NONPHARMACOLOGIC THERAPY AND SUPPORTIVE CARE

Nutrition — Weight changes in either direction can occur in patients with dementia, particularly in more advanced stages.

Inadequate nutrition is associated with increased morbidity and mortality [9]; interventions such as assisted feeding and oral nutritional supplements may improve weight and fat-free mass [10]. A systematic review found that provision of high-calorie supplements improved weight gain in patients with dementia; however, the limited available data did not support a benefit in regard to functional and survival outcomes [11]. Other interventions (appetite stimulants, assisted feeding) were less clearly associated with weight gain. We have noted that some patients can gain weight, perhaps from overuse of supplements; in such patients monitoring and restricting high caloric intake may be needed to maintain a healthy body weight.

Decreased sense of smell is also common in patients with dementia and can manifest itself as poor appetite and weight loss. This can sometimes be overcome by increasing other types of sensory stimulation. As an example, caregivers can try adding low-sodium soy sauce or salsa to foods, or using recipes aimed at increasing the flavor content of meals. Another strategy is to increase foods and spices that alter the texture and feel of food in the mouth, such as black pepper, paprika, hot peppers, ginger, mustards, radishes, or horseradish.

Despite these and other interventions, decreased food intake is common in patients with advanced dementia. Issues related to feeding problems and decisions regarding ongoing hand feeding versus tube feeding in patients with advanced dementia are discussed separately. (See "Care of patients with advanced dementia", section on 'Eating problems'.)

Rehabilitation — The multidisciplinary, nonpharmacologic approaches to management of dementia discussed in this section have significant advantages in having none of the side effects that significantly complicate drug treatment in this patient population. However, more research is needed to confirm benefits seen in these trials and to provide a standardized approach that can be applied in the general community.

Cognitive rehabilitation — Cognitive rehabilitation aims to help patients in the early stages of dementia to maintain memory and higher cognitive function and to devise strategies to compensate for declining function. Studies regarding the efficacy of this approach are limited by the lack of standardized techniques. A 2012 systematic review concluded that the studies to date provided evidence that cognitive stimulation programs benefit cognition, but that studies were of variable quality and further research is indicated [12]. This provides hope that cognitive remediation approaches are both feasible and of potential benefit in patients with dementia. However, it will be critical to show that improvements extend to other "real-life" tasks before these interventions can be endorsed. In general, cognitive rehabilitation is most efficacious when it is part of a multidomain intervention including exercise, diet, and addressing vascular risk factors [13].

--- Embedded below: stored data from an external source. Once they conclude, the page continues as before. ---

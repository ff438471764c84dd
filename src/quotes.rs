//! Quote and exchange-rate lookup through the Yahoo Finance API, with a
//! small in-process cache so the aggregation paths can hammer it freely.

use crate::error::QuoteError;
use crate::transaction::Currency;
use std::collections::{HashMap, HashSet};
use std::sync::Mutex;
use std::time::{Duration, Instant};
use yahoo_finance_api as yahoo;

/// Quotes go stale after a minute, FX rates after an hour.
pub const QUOTE_TTL: Duration = Duration::from_secs(60);
pub const FX_TTL: Duration = Duration::from_secs(60 * 60);

/// Bound on cached symbols; the oldest entry is evicted beyond this.
pub const CACHE_CAPACITY: usize = 100;

struct CacheEntry {
    price: f64,
    fetched_at: Instant,
    ttl: Duration,
    sequence: u64,
}

/// TTL cache over symbol prices, bounded by oldest-entry eviction.
pub struct QuoteCache {
    entries: HashMap<String, CacheEntry>,
    capacity: usize,
    next_sequence: u64,
}

impl QuoteCache {
    pub fn new(capacity: usize) -> QuoteCache {
        QuoteCache {
            entries: HashMap::new(),
            capacity,
            next_sequence: 0,
        }
    }

    pub fn get(&mut self, symbol: &str) -> Option<f64> {
        match self.entries.get(symbol) {
            Some(entry) if entry.fetched_at.elapsed() < entry.ttl => Some(entry.price),
            Some(_) => {
                self.entries.remove(symbol);
                None
            }
            None => None,
        }
    }

    pub fn insert(&mut self, symbol: &str, price: f64, ttl: Duration) {
        if !self.entries.contains_key(symbol) && self.entries.len() >= self.capacity {
            let oldest = self
                .entries
                .iter()
                .min_by_key(|(_, entry)| entry.sequence)
                .map(|(key, _)| key.clone());
            if let Some(key) = oldest {
                self.entries.remove(&key);
            }
        }
        let sequence = self.next_sequence;
        self.next_sequence += 1;
        self.entries.insert(
            symbol.to_string(),
            CacheEntry {
                price,
                fetched_at: Instant::now(),
                ttl,
                sequence,
            },
        );
    }

    pub fn len(&self) -> usize {
        self.entries.len()
    }
}

/// Client for current prices and exchange rates.
///
/// Fetch failures are classified but never fatal: batch lookups skip the
/// failed symbol and the engine values it at average cost instead.
pub struct QuoteClient {
    cache: Mutex<QuoteCache>,
}

impl Default for QuoteClient {
    fn default() -> Self {
        Self::new()
    }
}

impl QuoteClient {
    pub fn new() -> QuoteClient {
        QuoteClient {
            cache: Mutex::new(QuoteCache::new(CACHE_CAPACITY)),
        }
    }

    /// Latest close for a ticker, from cache when fresh.
    pub async fn latest_price(&self, ticker: &str) -> Result<f64, QuoteError> {
        if let Some(price) = self.cache.lock().expect("quote cache poisoned").get(ticker) {
            return Ok(price);
        }
        let price = fetch_close(ticker).await?;
        self.cache
            .lock()
            .expect("quote cache poisoned")
            .insert(ticker, price, QUOTE_TTL);
        Ok(price)
    }

    /// Exchange rate between two currencies via Yahoo's synthetic
    /// `{FROM}{TO}=X` symbols.
    pub async fn exchange_rate(&self, from: Currency, to: Currency) -> Result<f64, QuoteError> {
        if from == to {
            return Ok(1.0);
        }
        let symbol = format!("{from}{to}=X");
        if let Some(rate) = self.cache.lock().expect("quote cache poisoned").get(&symbol) {
            return Ok(rate);
        }
        let rate = fetch_close(&symbol).await?;
        self.cache
            .lock()
            .expect("quote cache poisoned")
            .insert(&symbol, rate, FX_TTL);
        Ok(rate)
    }

    /// Fetches every ticker concurrently, one task per symbol. A symbol's
    /// failure never aborts the others; failures come back alongside the
    /// prices that did resolve.
    pub async fn price_map(&self, tickers: &[String]) -> (HashMap<String, f64>, Vec<QuoteError>) {
        let mut prices = HashMap::new();
        let mut misses = Vec::new();
        {
            let mut cache = self.cache.lock().expect("quote cache poisoned");
            let unique: HashSet<&String> = tickers.iter().collect();
            for ticker in unique {
                match cache.get(ticker) {
                    Some(price) => {
                        prices.insert(ticker.clone(), price);
                    }
                    None => misses.push(ticker.clone()),
                }
            }
        }

        // move tasks into the async closure passed to tokio::spawn()
        let tasks: Vec<_> = misses
            .into_iter()
            .map(|ticker| {
                tokio::spawn(async move {
                    let result = fetch_close(&ticker).await;
                    (ticker, result)
                })
            })
            .collect();

        let results = futures::future::join_all(tasks).await;

        let mut errors = Vec::new();
        for result in results {
            match result {
                Ok((ticker, Ok(price))) => {
                    self.cache
                        .lock()
                        .expect("quote cache poisoned")
                        .insert(&ticker, price, QUOTE_TTL);
                    prices.insert(ticker, price);
                }
                Ok((_, Err(e))) => errors.push(e),
                Err(e) => eprintln!("Error joining quote task: {e:?}"),
            }
        }

        (prices, errors)
    }
}

/// Latest close for one symbol straight from the API.
async fn fetch_close(symbol: &str) -> Result<f64, QuoteError> {
    let connector =
        yahoo::YahooConnector::new().map_err(|e| classify_failure(symbol, &e.to_string()))?;
    let response = connector
        .get_latest_quotes(symbol, "1d")
        .await
        .map_err(|e| classify_failure(symbol, &e.to_string()))?;
    let quote = response
        .last_quote()
        .map_err(|_| QuoteError::Unavailable(symbol.to_string()))?;
    if !quote.close.is_finite() || quote.close <= 0.0 {
        return Err(QuoteError::MalformedResponse {
            symbol: symbol.to_string(),
            reason: format!("non-positive close {}", quote.close),
        });
    }
    Ok(quote.close)
}

/// Sorts an API failure into our error kinds by its message text; the
/// underlying error type does not carry the HTTP status separately.
fn classify_failure(symbol: &str, text: &str) -> QuoteError {
    let lowered = text.to_lowercase();
    if lowered.contains("429") || lowered.contains("too many requests") {
        QuoteError::RateLimited(symbol.to_string())
    } else if lowered.contains("deserialize") || lowered.contains("json") {
        QuoteError::MalformedResponse {
            symbol: symbol.to_string(),
            reason: text.to_string(),
        }
    } else if lowered.contains("no quote") || lowered.contains("empty") {
        QuoteError::Unavailable(symbol.to_string())
    } else {
        QuoteError::NetworkFailure {
            symbol: symbol.to_string(),
            reason: text.to_string(),
        }
    }
}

Exercise programs — We encourage our patients with dementia to participate in regular exercise programs. A regular walk with a family member or caregiver or an exercise program at a senior center can be beneficial to patients.

Several small randomized studies have demonstrated that formal exercise programs may improve physical functioning or at least slow the progression of functional decline in patients with Alzheimer disease (AD) [14-17]; one also found reduced falls [17]. At the same time, these studies did not find that exercise programs improved cognitive functioning in adults with dementia, at least over the study duration [14-19].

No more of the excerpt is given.